# [WHAT IS NEEDED]
Starting at the top of the entries below, print each line exactly until the line with "for y in 0..h" has been printed too.

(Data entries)

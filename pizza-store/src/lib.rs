pub mod app_config;

pub use app_config::{seed_ledger, Config, InventoryConfig};
//! Horizontal Sobel derivative on float planes.
//!
//! - Convolves a 3×3 kernel with border replication (coordinates are
//!   clamped to the nearest valid pixel), so output size equals input size.
//! - `magnitude` turns the signed derivative into a non-negative edge map.
use ndarray::Array2;

type Kernel3 = [[f32; 3]; 3];

const SOBEL_KERNEL_X: Kernel3 = [[-1.0, 0.0, 1.0], [-2.0, 0.0, 2.0], [-1.0, 0.0, 1.0]];

fn convolve3(plane: &Array2<f32>, kernel: &Kernel3) -> Array2<f32> {
    let (h, w) = plane.dim();
    let mut out = Array2::<f32>::zeros((h, w));

    if w == 0 || h == 0 {
        return out;
    }

    for y in 0..h {
        let y_idx = [y.saturating_sub(1), y, (y + 1).min(h - 1)];
        for x in 0..w {
            let x_idx = [x.saturating_sub(1), x, (x + 1).min(w - 1)];

            let mut sum = 0.0;
            for (k_row, &yy) in kernel.iter().zip(y_idx.iter()) {
                sum += plane[[yy, x_idx[0]]] * k_row[0]
                    + plane[[yy, x_idx[1]]] * k_row[1]
                    + plane[[yy, x_idx[2]]] * k_row[2];
            }
            out[[y, x]] = sum;
        }
    }

    out
}

/// Signed first derivative along x (3×3 Sobel)
pub fn horizontal_sobel(plane: &Array2<f32>) -> Array2<f32> {
    let _span = tracing::debug_span!("horizontal_sobel").entered();
    convolve3(plane, &SOBEL_KERNEL_X)
}

/// Absolute value of every sample
pub fn magnitude(gradient: &Array2<f32>) -> Array2<f32> {
    gradient.mapv(f32::abs)
}
//! Weighted blend of the original and smoothed frames.
use crate::edges::WeightMap;
use crate::error::{PipelineError, Result};
use image::{Rgb, RgbImage};

/// Round to nearest and saturate into the 8-bit range
#[inline]
pub fn quantize(value: f32) -> u8 {
    value.round().clamp(0.0, 255.0) as u8
}

/// `original * weight + smoothed * (1 - weight)` for one sample
#[inline]
pub fn blend(original: u8, smoothed: u8, weight: f32) -> f32 {
    original as f32 * weight + smoothed as f32 * (1.0 - weight)
}

fn ensure_shape(expected: (u32, u32), actual: (u32, u32)) -> Result<()> {
    if expected != actual {
        return Err(PipelineError::ShapeMismatch { expected, actual });
    }
    Ok(())
}

/// Blend `original` and `smoothed` channel by channel using `weight`
///
/// All three inputs must share the same width and height; nothing is
/// cropped or tiled to make them fit.
pub fn composite(original: &RgbImage, smoothed: &RgbImage, weight: &WeightMap) -> Result<RgbImage> {
    let _span = tracing::debug_span!("composite").entered();

    let (width, height) = original.dimensions();
    ensure_shape((width, height), smoothed.dimensions())?;
    let (weight_h, weight_w) = weight.dim();
    ensure_shape((width, height), (weight_w as u32, weight_h as u32))?;

    let mut output = RgbImage::new(width, height);
    for (x, y, pixel) in output.enumerate_pixels_mut() {
        let w = weight[[y as usize, x as usize]];
        let o = original.get_pixel(x, y);
        let s = smoothed.get_pixel(x, y);
        *pixel = Rgb([
            quantize(blend(o[0], s[0], w)),
            quantize(blend(o[1], s[1], w)),
            quantize(blend(o[2], s[2], w)),
        ]);
    }

    Ok(output)
}

/// Render a weight map as a grayscale RGB image for inspection
pub fn weight_to_rgb(weight: &WeightMap) -> RgbImage {
    let (height, width) = weight.dim();
    RgbImage::from_fn(width as u32, height as u32, |x, y| {
        let value = quantize(weight[[y as usize, x as usize]] * 255.0);
        Rgb([value, value, value])
    })
}

#[cfg(test)]
mod tests {
    use super::*;
    use ndarray::Array2;

    fn gradient_frame(width: u32, height: u32) -> RgbImage {
        RgbImage::from_fn(width, height, |x, y| {
            Rgb([(x * 30) as u8, (y * 40) as u8, ((x + y) * 10) as u8])
        })
    }

    #[test]
    fn quantize_clamps_instead_of_wrapping() {
        assert_eq!(quantize(-50.0), 0);
        assert_eq!(quantize(400.0), 255);
        assert_eq!(quantize(254.6), 255);
        assert_eq!(quantize(12.4), 12);
        assert_eq!(quantize(12.5), 13);
    }

    #[test]
    fn full_weight_keeps_original() {
        let original = gradient_frame(5, 4);
        let smoothed = RgbImage::from_pixel(5, 4, Rgb([9, 9, 9]));
        let weight = Array2::from_elem((4, 5), 1.0);
        assert_eq!(composite(&original, &smoothed, &weight).unwrap(), original);
    }

    #[test]
    fn zero_weight_takes_smoothed() {
        let original = gradient_frame(5, 4);
        let smoothed = RgbImage::from_pixel(5, 4, Rgb([9, 90, 200]));
        let weight = Array2::zeros((4, 5));
        assert_eq!(composite(&original, &smoothed, &weight).unwrap(), smoothed);
    }

    #[test]
    fn half_weight_averages_each_channel() {
        let original = RgbImage::from_pixel(2, 2, Rgb([100, 0, 255]));
        let smoothed = RgbImage::from_pixel(2, 2, Rgb([200, 50, 0]));
        let weight = Array2::from_elem((2, 2), 0.5);
        let out = composite(&original, &smoothed, &weight).unwrap();
        assert!(out.pixels().all(|p| *p == Rgb([150, 25, 128])));
    }

    #[test]
    fn out_of_range_blend_saturates() {
        let original = RgbImage::from_pixel(2, 1, Rgb([200, 50, 0]));
        let smoothed = RgbImage::from_pixel(2, 1, Rgb([0, 0, 0]));
        // 200 * 2.0 = 400, 50 * -1.0 = -50
        let weight = ndarray::array![[2.0, -1.0]];
        let out = composite(&original, &smoothed, &weight).unwrap();
        assert_eq!(out.get_pixel(0, 0)[0], 255);
        assert_eq!(out.get_pixel(1, 0)[1], 0);
    }

    #[test]
    fn mismatched_weight_is_rejected() {
        let original = gradient_frame(4, 4);
        let smoothed = gradient_frame(4, 4);
        let weight = Array2::zeros((3, 4));
        let err = composite(&original, &smoothed, &weight).unwrap_err();
        assert!(matches!(
            err,
            PipelineError::ShapeMismatch {
                expected: (4, 4),
                actual: (4, 3)
            }
        ));
    }

    #[test]
    fn mismatched_smoothed_is_rejected() {
        let original = gradient_frame(4, 4);
        let smoothed = gradient_frame(5, 4);
        let weight = Array2::zeros((4, 4));
        assert!(matches!(
            composite(&original, &smoothed, &weight),
            Err(PipelineError::ShapeMismatch { .. })
        ));
    }

    #[test]
    fn weight_visualization_spans_black_to_white() {
        let weight = ndarray::array![[0.0, 0.5, 1.0]];
        let rgb = weight_to_rgb(&weight);
        assert_eq!(rgb.dimensions(), (3, 1));
        assert_eq!(*rgb.get_pixel(0, 0), Rgb([0, 0, 0]));
        assert_eq!(*rgb.get_pixel(1, 0), Rgb([128, 128, 128]));
        assert_eq!(*rgb.get_pixel(2, 0), Rgb([255, 255, 255]));
    }
}
use ndarray::Array2;

/// Linearly rescale so the minimum maps to 0.0 and the maximum to 1.0
///
/// A flat (or empty) map has no range to stretch and becomes all zeros.
pub fn normalize_min_max(map: &Array2<f32>) -> Array2<f32> {
    let (min, max) = map
        .iter()
        .fold((f32::INFINITY, f32::NEG_INFINITY), |(lo, hi), &v| {
            (lo.min(v), hi.max(v))
        });
    let range = max - min;

    if !(range > 0.0) {
        tracing::debug!("Flat edge map, weights set to zero");
        return Array2::zeros(map.raw_dim());
    }

    map.mapv(|v| (v - min) / range)
}

/// Raise every sample to `gamma`
///
/// Values below 1.0 widen the band treated as edge: with 0.25 a gradient at
/// 1% of the maximum already gets a weight of about 0.32.
pub fn apply_gamma(map: &Array2<f32>, gamma: f32) -> Array2<f32> {
    map.mapv(|v| v.powf(gamma))
}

# [OUTPUT OF THE TASK]
filename pizza-store/src/lib.rs
pub mod app_config;

pub use app_config::{seed_ledger, Config, InventoryConfig};
//! Horizontal Sobel derivative on float planes.
//!
//! - Convolves a 3×3 kernel with border replication (coordinates are
//!   clamped to the nearest valid pixel), so output size equals input size.
//! - `magnitude` turns the signed derivative into a non-negative edge map.
use ndarray::Array2;

type Kernel3 = [[f32; 3]; 3];

const SOBEL_KERNEL_X: Kernel3 = [[-1.0, 0.0, 1.0], [-2.0, 0.0, 2.0], [-1.0, 0.0, 1.0]];

fn convolve3(plane: &Array2<f32>, kernel: &Kernel3) -> Array2<f32> {
    let (h, w) = plane.dim();
    let mut out = Array2::<f32>::zeros((h, w));

    if w == 0 || h == 0 {
        return out;
    }

    for y in 0..h {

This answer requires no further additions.